First, let me explain the title. In my normal work, I infrequently get the opportunity to build with AWS services that have not been approved for use within my company. So that's why, when I use services like AWS Amplify in my personal project knowing it's not approved in my 9-5, it feels a little scandalous. Like I'm jumping out the window to go to a party I've been told I can't attend. I didn't know this kind of feeling would be part of the journey creating my own stuff, but it's hilarious to finally experience setting my own rules in how I want to use technology. Like new levels unlocked I didn't see coming. I like it here.
Now that you understand that, I'd take a moment to double-click on AWS Amplify from this previous post and how I've gotten a chance to learn about it in the midst of my frontend development efforts. Amplify lives up to the expectation of being able to deploy something quickly. Just as fast as I got Copilot to help me create a frontend app using React framework, Amplify immediately deployed it. I had the Amplify application set up to auto-detect branches and to auto-build so from this point on as long as I pushed new changes to the app that compiled, the build and deployment was completely handled.
What I am choosing not to do is to directly integrate the Amplify with functions, storage and data options. That seems to be a major perk in having Amplify be able to interact with other AWS services on your behalf, but for this I'd like to have a little more control. I've chosen to use API Gateway to control access to my Lambdas so that I can implement granular validation and error handling for requests with API Gateway. I also want to protect with a managed authorizer the Lambdas that will be calling Bedrock Models for generating content and downloading content from S3. Last reason is because I'm not willing to write the backend in TypeScript lol. React Frontend is enough learning for me in 2026. Backend will be in a language I'm more comfortable with.

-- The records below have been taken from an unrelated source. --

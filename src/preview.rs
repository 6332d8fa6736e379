//! Presentational overrides for viewer-generated HTML.
//!
//! The document is inspected with `scraper` to find which layout elements
//! it contains, and a single id-tagged stylesheet with one rule per element
//! found is injected alongside a fixed zoom control. Both injections are
//! skipped when their id is already present, so [`enhance`] is idempotent.

use regex::Regex;
use scraper::{Html, Selector};
use std::sync::LazyLock;

const STYLE_ID: &str = "olmocr-studio-overrides";
const ZOOM_ID: &str = "olmocr-studio-zoom";

/// A CSS rule injected when its selector matches something in the document.
struct Override {
    selector: &'static str,
    declarations: &'static str,
    always: bool,
}

const OVERRIDES: &[Override] = &[
    Override {
        selector: "body",
        declarations: "font-size: 16px !important;",
        always: true,
    },
    Override {
        selector: ".text-content",
        declarations: "font-size: 16px !important; line-height: 1.5 !important;",
        always: false,
    },
    Override {
        selector: "div.container",
        declarations: "max-width: 100% !important; width: 100% !important;",
        always: false,
    },
    Override {
        selector: "div.row",
        declarations: "display: flex !important; flex-wrap: wrap !important;",
        always: false,
    },
    Override {
        selector: "div.col-md-6",
        declarations: "flex: 0 0 50% !important; max-width: 50% !important; padding: 15px !important;",
        always: false,
    },
    Override {
        selector: "div.page",
        declarations: "margin-bottom: 30px !important; border-bottom: 1px solid #ccc !important; padding-bottom: 20px !important;",
        always: false,
    },
    Override {
        selector: "img",
        declarations: "max-width: 100% !important; height: auto !important;",
        always: false,
    },
];

const ZOOM_CONTROLS: &str = r#"<div id="olmocr-studio-zoom" style="position: fixed; bottom: 20px; right: 20px; background: #fff; padding: 10px; border-radius: 5px; box-shadow: 0 0 10px rgba(0,0,0,0.2); z-index: 1000;">
<button onclick="document.body.style.zoom = parseFloat(document.body.style.zoom || 1) + 0.1;" style="margin-right: 5px;">Zoom in</button>
<button onclick="document.body.style.zoom = parseFloat(document.body.style.zoom || 1) - 0.1;">Zoom out</button>
</div>
"#;

static HEAD_CLOSE: LazyLock<Regex> = LazyLock::new(|| Regex::new(r"(?i)</head\s*>").unwrap());
static BODY_OPEN: LazyLock<Regex> = LazyLock::new(|| Regex::new(r"(?i)<body(\s[^>]*)?>").unwrap());
static BODY_CLOSE: LazyLock<Regex> = LazyLock::new(|| Regex::new(r"(?i)</body\s*>").unwrap());

/// Apply the display overrides. Empty input is returned unchanged.
pub fn enhance(html: &str) -> String {
    if html.is_empty() {
        return String::new();
    }

    let document = Html::parse_document(html);
    let mut out = html.to_string();

    if !contains(&document, &format!("#{}", STYLE_ID)) {
        let stylesheet = build_stylesheet(&document);
        out = insert_stylesheet(&out, &stylesheet);
    }

    if !contains(&document, &format!("#{}", ZOOM_ID)) {
        out = insert_zoom_controls(&out);
    }

    out
}

fn contains(document: &Html, selector: &str) -> bool {
    Selector::parse(selector)
        .map(|sel| document.select(&sel).next().is_some())
        .unwrap_or(false)
}

fn build_stylesheet(document: &Html) -> String {
    let mut css = format!("<style id=\"{}\">\n", STYLE_ID);
    for rule in OVERRIDES {
        if rule.always || contains(document, rule.selector) {
            css.push_str(&format!("{} {{ {} }}\n", rule.selector, rule.declarations));
        }
    }
    css.push_str("</style>\n");
    css
}

/// Before the last `</head>` ahead of `<body>`, else just inside `<body>`,
/// else at the very start. Earlier `</head>` text inside scripts or comments
/// is skipped that way.
fn insert_stylesheet(html: &str, stylesheet: &str) -> String {
    let body = BODY_OPEN.find(html);
    let head_end = body.map(|m| m.start()).unwrap_or(html.len());
    if let Some(m) = HEAD_CLOSE.find_iter(&html[..head_end]).last() {
        return splice(html, m.start(), stylesheet);
    }
    if let Some(m) = body {
        return splice(html, m.end(), stylesheet);
    }
    splice(html, 0, stylesheet)
}

/// Before the last `</body>`, else at the end.
fn insert_zoom_controls(html: &str) -> String {
    match BODY_CLOSE.find_iter(html).last() {
        Some(m) => splice(html, m.start(), ZOOM_CONTROLS),
        None => splice(html, html.len(), ZOOM_CONTROLS),
    }
}

fn splice(html: &str, at: usize, insert: &str) -> String {
    let mut out = String::with_capacity(html.len() + insert.len());
    out.push_str(&html[..at]);
    out.push_str(insert);
    out.push_str(&html[at..]);
    out
}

In a previous post, I asked how others chose to deploy their resources for personal projects. This post is an indication I chose to create TF after manual deployment just for lack of familiarity with the Amplify resources in the provider. With that, I'm testing myself to see if I can quickly come up with the Terraform necessary to deploy the same resource and configured the way I did it in console.
This is actually one of the points of friction I've heard from development teams in my 9-5. Coming up with Terraform to deploy the resources hasn't always been an easy dance. I can attest to this from my own previous experience, but this particular experience with Amplify highlighted this further. The current AWS Terraform provider doesn't give you resources to manage or customize the monitoring or alerting for the application, so that still needs to be done in console.
Here's a code snippet of the way I initially configured Amplify to deploy my frontend app:
resource "aws_amplify_app" "homeschool_app" {
name = "homeschool-app"
repository = "https://github.com/homeschool-app" # Replace with your GH repository
build_spec = <<-EOT
version: 1
frontend:
phases:
preBuild:
commands:
- npm ci
build:
commands:
- npm run build
artifacts:
baseDirectory: build
files:
- '**/*'
cache:
paths:
- node_modules/**/*
EOT
enable_auto_branch_creation = true
auto_branch_creation_patterns = [
"*",
"*/**",
]
auto_branch_creation_config {
enable_auto_build = true
}
environment_variables = {
# Cognito User Pool Domain (without the .auth.region.amazoncognito.com part). This is important
VITE_COGNITO_DOMAIN=your-cognito-domain
# Cognito User Pool App Client ID
VITE_COGNITO_CLIENT_ID=your-cognito-client-id
# Example Usage: VITE_COGNITO_CLIENT_ID=1a2b3c4d5e6f7g8h9i0j1k2l3m
# AWS Region (optional - defaults to us-east-1)
VITE_AWS_REGION=us-east-1
# Redirect URI after successful login (optional - defaults to current origin)
VITE_COGNITO_REDIRECT_URI=http://localhost:3000 # Local development redirect
# For production: VITE_COGNITO_REDIRECT_URI=https://your-domain.com
# API Configuration
# Main API Gateway URL for backend endpoints
VITE_API_ENDPOINT=https://your-api-gateway.execute-api.us-east-1.amazonaws.com/prod
}
}
Top comments (2)
Quite often projects outside our workplaces can be a chance to test new paths, learn to use things (sometimes before trying to bring them to our company) and stay updated!
And that feels liberating.
Totally share that feeling!
Glad to know I'm not alone here!! Thanks so much for reading.